**To do**
Look below for the line holding "if exponent < -10" and the line holding "fn code(self) -> u8;". Transcribe exactly those lines and all lines between them, nothing more.

————————

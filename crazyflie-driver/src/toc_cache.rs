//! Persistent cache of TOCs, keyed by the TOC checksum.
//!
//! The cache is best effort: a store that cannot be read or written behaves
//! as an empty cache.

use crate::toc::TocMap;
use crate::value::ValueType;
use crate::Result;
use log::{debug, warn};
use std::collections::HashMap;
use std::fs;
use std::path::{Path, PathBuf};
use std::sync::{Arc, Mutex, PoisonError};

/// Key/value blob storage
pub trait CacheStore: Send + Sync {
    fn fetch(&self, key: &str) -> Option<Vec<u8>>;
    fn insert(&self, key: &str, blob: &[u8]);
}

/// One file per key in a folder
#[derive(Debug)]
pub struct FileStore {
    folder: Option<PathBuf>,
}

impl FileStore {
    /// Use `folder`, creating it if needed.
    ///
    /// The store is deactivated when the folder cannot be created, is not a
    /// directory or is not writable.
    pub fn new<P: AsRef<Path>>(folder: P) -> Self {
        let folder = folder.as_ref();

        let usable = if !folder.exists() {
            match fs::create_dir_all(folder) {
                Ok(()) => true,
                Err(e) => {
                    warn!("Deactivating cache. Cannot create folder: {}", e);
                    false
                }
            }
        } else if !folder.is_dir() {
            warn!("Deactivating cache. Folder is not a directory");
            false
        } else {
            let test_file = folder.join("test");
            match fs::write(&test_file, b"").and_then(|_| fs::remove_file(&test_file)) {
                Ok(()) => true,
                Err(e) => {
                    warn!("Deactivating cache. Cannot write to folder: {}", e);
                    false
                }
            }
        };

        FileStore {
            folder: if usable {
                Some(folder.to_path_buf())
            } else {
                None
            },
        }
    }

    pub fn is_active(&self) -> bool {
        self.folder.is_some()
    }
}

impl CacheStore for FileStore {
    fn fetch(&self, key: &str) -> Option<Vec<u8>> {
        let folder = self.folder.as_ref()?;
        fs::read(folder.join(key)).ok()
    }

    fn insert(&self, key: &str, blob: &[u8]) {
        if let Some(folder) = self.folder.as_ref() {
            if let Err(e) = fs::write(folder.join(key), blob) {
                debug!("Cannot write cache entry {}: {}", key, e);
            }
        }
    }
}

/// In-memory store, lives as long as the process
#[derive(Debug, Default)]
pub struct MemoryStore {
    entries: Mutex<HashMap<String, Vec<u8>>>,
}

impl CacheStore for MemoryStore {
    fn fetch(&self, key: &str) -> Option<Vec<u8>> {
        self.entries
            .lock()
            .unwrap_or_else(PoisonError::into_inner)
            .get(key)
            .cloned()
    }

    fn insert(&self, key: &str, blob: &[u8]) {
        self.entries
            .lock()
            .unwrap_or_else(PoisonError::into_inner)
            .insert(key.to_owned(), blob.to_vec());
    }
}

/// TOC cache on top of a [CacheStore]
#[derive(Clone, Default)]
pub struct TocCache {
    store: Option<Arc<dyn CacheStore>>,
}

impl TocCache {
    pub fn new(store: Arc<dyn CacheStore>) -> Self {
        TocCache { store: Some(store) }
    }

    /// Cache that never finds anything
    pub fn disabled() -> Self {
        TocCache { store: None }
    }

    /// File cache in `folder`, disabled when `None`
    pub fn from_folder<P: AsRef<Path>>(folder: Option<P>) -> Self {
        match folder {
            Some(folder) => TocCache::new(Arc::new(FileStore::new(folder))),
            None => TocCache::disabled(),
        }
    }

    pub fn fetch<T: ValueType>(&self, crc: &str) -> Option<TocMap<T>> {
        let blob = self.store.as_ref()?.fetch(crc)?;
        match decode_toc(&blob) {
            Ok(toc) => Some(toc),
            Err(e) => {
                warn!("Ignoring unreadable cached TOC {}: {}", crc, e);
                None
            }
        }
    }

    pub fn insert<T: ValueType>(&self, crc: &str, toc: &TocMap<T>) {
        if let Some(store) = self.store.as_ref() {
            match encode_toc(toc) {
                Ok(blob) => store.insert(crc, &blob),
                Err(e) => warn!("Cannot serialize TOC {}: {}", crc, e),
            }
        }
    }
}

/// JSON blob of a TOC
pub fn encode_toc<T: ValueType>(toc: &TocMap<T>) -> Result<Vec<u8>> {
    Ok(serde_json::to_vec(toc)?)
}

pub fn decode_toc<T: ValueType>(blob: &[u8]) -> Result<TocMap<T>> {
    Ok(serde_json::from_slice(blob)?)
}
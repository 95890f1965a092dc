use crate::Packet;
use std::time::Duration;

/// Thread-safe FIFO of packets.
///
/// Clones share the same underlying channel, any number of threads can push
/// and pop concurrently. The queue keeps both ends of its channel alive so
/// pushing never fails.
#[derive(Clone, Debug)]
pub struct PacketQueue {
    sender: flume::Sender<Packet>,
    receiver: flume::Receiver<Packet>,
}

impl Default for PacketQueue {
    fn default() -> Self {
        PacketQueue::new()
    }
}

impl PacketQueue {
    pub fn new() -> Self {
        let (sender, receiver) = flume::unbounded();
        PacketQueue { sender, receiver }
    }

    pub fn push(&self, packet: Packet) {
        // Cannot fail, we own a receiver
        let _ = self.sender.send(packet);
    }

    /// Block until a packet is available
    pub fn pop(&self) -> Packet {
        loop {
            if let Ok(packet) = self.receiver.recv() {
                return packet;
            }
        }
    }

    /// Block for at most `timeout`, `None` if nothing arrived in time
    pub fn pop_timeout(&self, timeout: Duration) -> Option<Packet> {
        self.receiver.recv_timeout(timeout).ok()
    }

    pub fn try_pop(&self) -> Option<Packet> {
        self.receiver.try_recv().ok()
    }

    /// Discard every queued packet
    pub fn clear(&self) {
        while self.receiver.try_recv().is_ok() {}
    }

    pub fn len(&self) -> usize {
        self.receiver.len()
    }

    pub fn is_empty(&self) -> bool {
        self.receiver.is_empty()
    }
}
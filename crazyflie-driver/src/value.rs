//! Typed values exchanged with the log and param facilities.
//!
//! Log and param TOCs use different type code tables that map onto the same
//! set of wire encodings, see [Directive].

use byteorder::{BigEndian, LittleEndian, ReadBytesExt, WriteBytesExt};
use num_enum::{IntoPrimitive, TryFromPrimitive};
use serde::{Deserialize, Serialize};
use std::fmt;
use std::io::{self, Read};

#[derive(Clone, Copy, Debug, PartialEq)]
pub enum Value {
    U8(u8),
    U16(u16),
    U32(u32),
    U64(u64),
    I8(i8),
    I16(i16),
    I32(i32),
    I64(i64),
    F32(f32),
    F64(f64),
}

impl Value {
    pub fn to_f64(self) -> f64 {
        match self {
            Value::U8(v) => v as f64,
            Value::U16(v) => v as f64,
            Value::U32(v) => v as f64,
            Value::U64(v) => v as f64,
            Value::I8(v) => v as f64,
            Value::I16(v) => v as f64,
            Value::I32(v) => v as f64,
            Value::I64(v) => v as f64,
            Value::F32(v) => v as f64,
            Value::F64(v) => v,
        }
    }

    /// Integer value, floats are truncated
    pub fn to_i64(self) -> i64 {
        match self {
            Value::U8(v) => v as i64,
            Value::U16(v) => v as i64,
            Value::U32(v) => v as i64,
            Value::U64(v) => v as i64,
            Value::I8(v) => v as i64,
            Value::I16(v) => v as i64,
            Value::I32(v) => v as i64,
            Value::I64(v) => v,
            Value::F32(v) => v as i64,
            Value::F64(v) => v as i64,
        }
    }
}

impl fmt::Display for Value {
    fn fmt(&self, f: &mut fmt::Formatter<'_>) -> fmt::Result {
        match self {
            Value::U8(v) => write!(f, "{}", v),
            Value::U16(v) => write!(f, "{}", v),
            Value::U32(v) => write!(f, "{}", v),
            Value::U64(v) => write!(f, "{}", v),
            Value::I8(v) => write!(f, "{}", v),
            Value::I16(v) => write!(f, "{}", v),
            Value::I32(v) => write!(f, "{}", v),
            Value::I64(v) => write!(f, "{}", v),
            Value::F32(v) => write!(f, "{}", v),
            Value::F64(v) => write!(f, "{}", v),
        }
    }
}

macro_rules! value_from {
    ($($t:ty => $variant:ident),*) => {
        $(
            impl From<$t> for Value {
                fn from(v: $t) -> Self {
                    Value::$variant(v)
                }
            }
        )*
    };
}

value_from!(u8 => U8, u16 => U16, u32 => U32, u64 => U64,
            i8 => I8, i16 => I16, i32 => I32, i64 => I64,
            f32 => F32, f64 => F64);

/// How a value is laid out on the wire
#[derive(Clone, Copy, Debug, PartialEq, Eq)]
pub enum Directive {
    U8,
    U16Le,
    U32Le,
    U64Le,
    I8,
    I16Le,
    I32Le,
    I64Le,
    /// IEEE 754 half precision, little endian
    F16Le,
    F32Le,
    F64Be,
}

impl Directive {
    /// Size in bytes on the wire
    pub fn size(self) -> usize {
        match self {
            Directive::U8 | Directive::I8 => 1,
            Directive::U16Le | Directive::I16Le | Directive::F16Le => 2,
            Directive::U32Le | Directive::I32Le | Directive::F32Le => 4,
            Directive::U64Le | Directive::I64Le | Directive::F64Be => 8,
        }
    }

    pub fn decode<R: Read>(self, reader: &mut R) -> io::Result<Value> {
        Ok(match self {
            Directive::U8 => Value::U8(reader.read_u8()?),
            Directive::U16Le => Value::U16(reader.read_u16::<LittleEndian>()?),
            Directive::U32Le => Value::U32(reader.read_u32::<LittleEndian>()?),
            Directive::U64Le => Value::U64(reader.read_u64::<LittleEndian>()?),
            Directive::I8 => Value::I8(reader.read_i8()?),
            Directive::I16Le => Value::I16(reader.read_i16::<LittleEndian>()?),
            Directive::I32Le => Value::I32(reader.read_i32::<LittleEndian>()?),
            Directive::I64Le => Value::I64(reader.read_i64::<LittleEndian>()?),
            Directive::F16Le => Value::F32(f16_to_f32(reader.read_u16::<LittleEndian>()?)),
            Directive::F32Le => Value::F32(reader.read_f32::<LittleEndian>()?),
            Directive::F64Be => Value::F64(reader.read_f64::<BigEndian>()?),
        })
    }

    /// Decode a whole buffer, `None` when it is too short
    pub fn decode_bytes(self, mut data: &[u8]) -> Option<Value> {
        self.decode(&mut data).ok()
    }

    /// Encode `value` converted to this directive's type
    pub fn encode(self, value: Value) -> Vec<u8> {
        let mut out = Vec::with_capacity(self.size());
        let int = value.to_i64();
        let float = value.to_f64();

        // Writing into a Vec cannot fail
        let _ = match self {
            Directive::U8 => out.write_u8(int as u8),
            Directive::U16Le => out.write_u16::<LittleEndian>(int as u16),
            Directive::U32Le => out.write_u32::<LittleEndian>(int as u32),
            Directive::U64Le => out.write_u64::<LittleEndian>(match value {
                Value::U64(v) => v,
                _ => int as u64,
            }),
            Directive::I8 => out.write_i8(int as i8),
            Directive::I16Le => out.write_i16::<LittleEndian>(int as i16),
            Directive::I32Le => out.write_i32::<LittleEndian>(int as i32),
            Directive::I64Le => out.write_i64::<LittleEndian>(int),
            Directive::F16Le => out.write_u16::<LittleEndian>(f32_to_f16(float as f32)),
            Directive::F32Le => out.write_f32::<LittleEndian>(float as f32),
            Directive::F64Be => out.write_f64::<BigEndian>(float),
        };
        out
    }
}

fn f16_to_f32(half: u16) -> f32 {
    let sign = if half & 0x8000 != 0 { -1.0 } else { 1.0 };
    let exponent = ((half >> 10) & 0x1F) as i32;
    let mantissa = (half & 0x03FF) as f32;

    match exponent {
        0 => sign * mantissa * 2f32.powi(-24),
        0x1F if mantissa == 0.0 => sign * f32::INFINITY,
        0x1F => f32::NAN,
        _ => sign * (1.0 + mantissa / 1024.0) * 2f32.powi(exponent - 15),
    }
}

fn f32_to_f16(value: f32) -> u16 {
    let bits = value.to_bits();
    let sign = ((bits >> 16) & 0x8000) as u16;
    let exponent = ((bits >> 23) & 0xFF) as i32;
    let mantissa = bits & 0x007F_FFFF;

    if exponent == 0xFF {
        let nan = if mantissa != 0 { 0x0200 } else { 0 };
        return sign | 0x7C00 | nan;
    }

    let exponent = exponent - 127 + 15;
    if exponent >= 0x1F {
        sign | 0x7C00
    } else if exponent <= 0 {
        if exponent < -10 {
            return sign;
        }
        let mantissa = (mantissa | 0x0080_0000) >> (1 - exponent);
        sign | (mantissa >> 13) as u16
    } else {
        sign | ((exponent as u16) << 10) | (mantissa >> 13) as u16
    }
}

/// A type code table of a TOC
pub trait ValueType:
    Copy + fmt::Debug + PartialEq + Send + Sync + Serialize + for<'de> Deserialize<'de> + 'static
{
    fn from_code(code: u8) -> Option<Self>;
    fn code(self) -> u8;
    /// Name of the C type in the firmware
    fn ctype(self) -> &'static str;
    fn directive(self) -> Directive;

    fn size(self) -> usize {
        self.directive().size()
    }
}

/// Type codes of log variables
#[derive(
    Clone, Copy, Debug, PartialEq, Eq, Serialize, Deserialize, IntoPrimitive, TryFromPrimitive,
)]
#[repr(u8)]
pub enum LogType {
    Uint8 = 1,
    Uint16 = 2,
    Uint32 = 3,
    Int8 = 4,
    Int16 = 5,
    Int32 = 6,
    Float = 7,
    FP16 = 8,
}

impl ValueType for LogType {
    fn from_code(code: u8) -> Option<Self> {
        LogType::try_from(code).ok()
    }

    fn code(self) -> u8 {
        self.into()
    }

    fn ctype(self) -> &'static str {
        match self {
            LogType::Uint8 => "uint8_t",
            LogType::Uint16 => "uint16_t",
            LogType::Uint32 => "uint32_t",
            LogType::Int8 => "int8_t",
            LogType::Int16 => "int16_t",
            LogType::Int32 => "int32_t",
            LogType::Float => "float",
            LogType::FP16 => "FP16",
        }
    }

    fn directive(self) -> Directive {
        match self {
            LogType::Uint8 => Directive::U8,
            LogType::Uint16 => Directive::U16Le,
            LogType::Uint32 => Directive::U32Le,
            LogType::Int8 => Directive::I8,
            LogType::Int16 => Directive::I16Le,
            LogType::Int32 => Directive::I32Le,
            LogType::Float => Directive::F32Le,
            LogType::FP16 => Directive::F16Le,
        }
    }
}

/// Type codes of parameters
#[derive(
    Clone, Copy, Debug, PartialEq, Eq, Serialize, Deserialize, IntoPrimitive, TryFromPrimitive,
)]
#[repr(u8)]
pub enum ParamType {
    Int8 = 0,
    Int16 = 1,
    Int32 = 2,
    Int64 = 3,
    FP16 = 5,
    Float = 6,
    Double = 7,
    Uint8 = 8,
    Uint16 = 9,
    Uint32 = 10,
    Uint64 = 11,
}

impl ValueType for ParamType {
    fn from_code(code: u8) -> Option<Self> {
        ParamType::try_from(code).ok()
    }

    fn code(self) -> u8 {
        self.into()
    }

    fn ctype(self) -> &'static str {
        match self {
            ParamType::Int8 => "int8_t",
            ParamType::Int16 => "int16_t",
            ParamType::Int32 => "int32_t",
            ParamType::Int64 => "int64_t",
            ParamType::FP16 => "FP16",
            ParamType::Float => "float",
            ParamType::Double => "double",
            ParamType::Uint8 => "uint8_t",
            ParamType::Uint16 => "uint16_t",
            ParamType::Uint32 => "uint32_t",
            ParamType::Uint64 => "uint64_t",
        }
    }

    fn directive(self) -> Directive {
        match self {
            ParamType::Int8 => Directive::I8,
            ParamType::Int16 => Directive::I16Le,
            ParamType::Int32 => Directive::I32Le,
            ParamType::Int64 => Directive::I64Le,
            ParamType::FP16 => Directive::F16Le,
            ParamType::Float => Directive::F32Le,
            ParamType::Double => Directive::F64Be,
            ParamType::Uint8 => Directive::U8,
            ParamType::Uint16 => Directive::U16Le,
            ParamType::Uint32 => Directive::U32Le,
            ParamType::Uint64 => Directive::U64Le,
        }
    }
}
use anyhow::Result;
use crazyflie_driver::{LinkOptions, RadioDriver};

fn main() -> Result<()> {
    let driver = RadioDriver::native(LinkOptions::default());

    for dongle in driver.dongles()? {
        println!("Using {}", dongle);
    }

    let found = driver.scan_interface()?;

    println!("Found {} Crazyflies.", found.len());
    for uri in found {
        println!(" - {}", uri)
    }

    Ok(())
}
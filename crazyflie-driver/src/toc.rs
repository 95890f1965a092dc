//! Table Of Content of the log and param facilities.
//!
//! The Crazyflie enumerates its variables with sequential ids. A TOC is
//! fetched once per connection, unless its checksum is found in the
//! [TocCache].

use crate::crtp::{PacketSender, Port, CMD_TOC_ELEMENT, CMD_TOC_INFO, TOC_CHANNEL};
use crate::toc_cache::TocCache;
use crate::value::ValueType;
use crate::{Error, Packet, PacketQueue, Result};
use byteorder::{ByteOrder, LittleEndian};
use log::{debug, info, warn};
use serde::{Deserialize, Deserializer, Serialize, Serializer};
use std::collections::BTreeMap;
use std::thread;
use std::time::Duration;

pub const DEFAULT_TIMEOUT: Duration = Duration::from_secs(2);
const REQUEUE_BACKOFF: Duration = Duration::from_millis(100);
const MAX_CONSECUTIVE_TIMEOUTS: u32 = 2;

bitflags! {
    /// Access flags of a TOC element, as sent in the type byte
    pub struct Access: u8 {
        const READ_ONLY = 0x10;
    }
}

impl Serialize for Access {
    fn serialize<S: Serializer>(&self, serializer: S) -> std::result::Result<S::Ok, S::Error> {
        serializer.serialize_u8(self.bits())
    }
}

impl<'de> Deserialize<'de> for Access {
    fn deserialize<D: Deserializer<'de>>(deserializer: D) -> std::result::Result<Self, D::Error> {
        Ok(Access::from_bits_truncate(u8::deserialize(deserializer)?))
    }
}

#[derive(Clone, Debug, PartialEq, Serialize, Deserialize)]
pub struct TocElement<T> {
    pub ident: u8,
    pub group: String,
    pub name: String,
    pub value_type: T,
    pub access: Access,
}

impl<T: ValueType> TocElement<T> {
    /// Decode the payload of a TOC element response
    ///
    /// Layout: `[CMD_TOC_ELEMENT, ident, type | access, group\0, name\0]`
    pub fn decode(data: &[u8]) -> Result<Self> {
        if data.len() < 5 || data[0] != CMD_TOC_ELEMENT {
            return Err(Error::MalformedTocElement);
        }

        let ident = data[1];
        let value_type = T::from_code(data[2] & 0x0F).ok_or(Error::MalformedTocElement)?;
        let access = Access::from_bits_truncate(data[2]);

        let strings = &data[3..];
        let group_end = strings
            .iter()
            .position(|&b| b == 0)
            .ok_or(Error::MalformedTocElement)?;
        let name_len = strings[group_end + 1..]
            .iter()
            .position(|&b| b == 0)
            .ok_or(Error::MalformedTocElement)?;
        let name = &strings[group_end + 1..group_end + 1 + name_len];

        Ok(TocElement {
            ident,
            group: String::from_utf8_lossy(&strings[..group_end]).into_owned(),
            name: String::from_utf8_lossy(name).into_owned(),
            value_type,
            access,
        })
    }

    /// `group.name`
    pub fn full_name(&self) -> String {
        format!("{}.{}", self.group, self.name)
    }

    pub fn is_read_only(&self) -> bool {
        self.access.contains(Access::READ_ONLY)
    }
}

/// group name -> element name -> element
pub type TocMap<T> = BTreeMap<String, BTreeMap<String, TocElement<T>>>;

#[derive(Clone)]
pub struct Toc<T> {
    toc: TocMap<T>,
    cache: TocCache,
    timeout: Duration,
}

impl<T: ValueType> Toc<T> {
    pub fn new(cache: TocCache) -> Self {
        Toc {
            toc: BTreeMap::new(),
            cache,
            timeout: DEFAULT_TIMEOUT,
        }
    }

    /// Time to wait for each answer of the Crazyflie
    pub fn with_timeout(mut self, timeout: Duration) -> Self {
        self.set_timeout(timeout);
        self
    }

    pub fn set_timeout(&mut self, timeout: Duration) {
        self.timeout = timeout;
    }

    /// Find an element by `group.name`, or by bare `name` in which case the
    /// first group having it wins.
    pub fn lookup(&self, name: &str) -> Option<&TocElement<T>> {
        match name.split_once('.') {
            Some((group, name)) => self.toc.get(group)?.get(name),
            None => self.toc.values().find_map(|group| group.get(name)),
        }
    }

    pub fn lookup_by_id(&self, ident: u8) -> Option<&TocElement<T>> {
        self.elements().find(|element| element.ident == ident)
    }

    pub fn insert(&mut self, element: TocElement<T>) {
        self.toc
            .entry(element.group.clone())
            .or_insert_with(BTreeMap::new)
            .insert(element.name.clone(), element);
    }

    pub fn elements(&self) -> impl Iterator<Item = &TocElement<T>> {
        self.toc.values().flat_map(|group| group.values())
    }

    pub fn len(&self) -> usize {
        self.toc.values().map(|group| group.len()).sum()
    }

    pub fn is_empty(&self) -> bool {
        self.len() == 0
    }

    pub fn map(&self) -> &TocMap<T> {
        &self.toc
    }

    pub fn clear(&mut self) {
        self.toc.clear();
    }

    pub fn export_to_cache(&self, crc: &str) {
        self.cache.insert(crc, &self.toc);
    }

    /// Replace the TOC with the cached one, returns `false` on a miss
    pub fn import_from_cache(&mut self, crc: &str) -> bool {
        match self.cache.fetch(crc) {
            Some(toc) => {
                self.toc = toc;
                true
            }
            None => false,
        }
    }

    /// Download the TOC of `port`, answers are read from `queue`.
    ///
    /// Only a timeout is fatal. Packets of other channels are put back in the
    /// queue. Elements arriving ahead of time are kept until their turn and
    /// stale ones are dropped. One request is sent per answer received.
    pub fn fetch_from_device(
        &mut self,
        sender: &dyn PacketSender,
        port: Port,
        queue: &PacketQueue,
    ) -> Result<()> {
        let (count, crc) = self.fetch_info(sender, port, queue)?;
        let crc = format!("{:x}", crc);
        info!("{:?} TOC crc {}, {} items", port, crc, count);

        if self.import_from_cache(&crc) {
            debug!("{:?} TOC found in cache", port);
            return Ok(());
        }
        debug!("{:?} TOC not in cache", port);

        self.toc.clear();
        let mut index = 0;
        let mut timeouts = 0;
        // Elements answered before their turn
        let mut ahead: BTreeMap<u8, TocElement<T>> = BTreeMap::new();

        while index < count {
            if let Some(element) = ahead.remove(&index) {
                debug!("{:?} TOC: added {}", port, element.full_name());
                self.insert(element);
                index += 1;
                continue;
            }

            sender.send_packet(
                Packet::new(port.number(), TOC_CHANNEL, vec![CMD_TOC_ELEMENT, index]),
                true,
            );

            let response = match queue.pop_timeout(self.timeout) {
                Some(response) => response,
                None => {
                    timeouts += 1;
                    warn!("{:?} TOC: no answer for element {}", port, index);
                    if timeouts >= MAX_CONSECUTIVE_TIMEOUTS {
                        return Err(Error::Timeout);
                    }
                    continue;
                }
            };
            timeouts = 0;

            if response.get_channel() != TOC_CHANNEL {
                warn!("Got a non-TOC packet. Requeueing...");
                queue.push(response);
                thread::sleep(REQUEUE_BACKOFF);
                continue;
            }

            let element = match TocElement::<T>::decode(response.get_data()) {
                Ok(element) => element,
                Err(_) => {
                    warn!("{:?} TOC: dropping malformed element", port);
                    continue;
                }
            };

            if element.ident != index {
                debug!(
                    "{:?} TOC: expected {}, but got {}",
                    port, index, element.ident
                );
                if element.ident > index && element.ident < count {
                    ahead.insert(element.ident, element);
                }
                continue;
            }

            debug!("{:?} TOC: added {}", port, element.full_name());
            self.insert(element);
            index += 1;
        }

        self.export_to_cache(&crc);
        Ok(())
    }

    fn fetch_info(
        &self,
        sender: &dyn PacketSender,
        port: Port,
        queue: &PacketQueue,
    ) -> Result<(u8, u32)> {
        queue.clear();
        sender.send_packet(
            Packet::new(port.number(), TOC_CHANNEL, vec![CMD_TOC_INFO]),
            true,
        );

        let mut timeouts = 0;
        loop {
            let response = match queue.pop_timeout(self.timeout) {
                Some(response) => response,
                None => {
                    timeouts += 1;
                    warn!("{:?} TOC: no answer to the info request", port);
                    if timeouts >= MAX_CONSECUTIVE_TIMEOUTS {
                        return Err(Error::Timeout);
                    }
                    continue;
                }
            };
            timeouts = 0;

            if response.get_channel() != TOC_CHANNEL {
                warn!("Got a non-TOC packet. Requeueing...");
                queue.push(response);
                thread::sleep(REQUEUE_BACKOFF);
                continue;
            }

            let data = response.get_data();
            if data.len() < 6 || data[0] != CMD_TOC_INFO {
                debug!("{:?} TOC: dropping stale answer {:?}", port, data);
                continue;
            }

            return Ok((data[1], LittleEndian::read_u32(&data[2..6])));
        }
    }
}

————————

**Exercise result**
        if exponent < -10 {
            return sign;
        }
        let mantissa = (mantissa | 0x0080_0000) >> (1 - exponent);
        sign | (mantissa >> 13) as u16
    } else {
        sign | ((exponent as u16) << 10) | (mantissa >> 13) as u16
    }
}

/// A type code table of a TOC
pub trait ValueType:
    Copy + fmt::Debug + PartialEq + Send + Sync + Serialize + for<'de> Deserialize<'de> + 'static
{
    fn from_code(code: u8) -> Option<Self>;
    fn code(self) -> u8;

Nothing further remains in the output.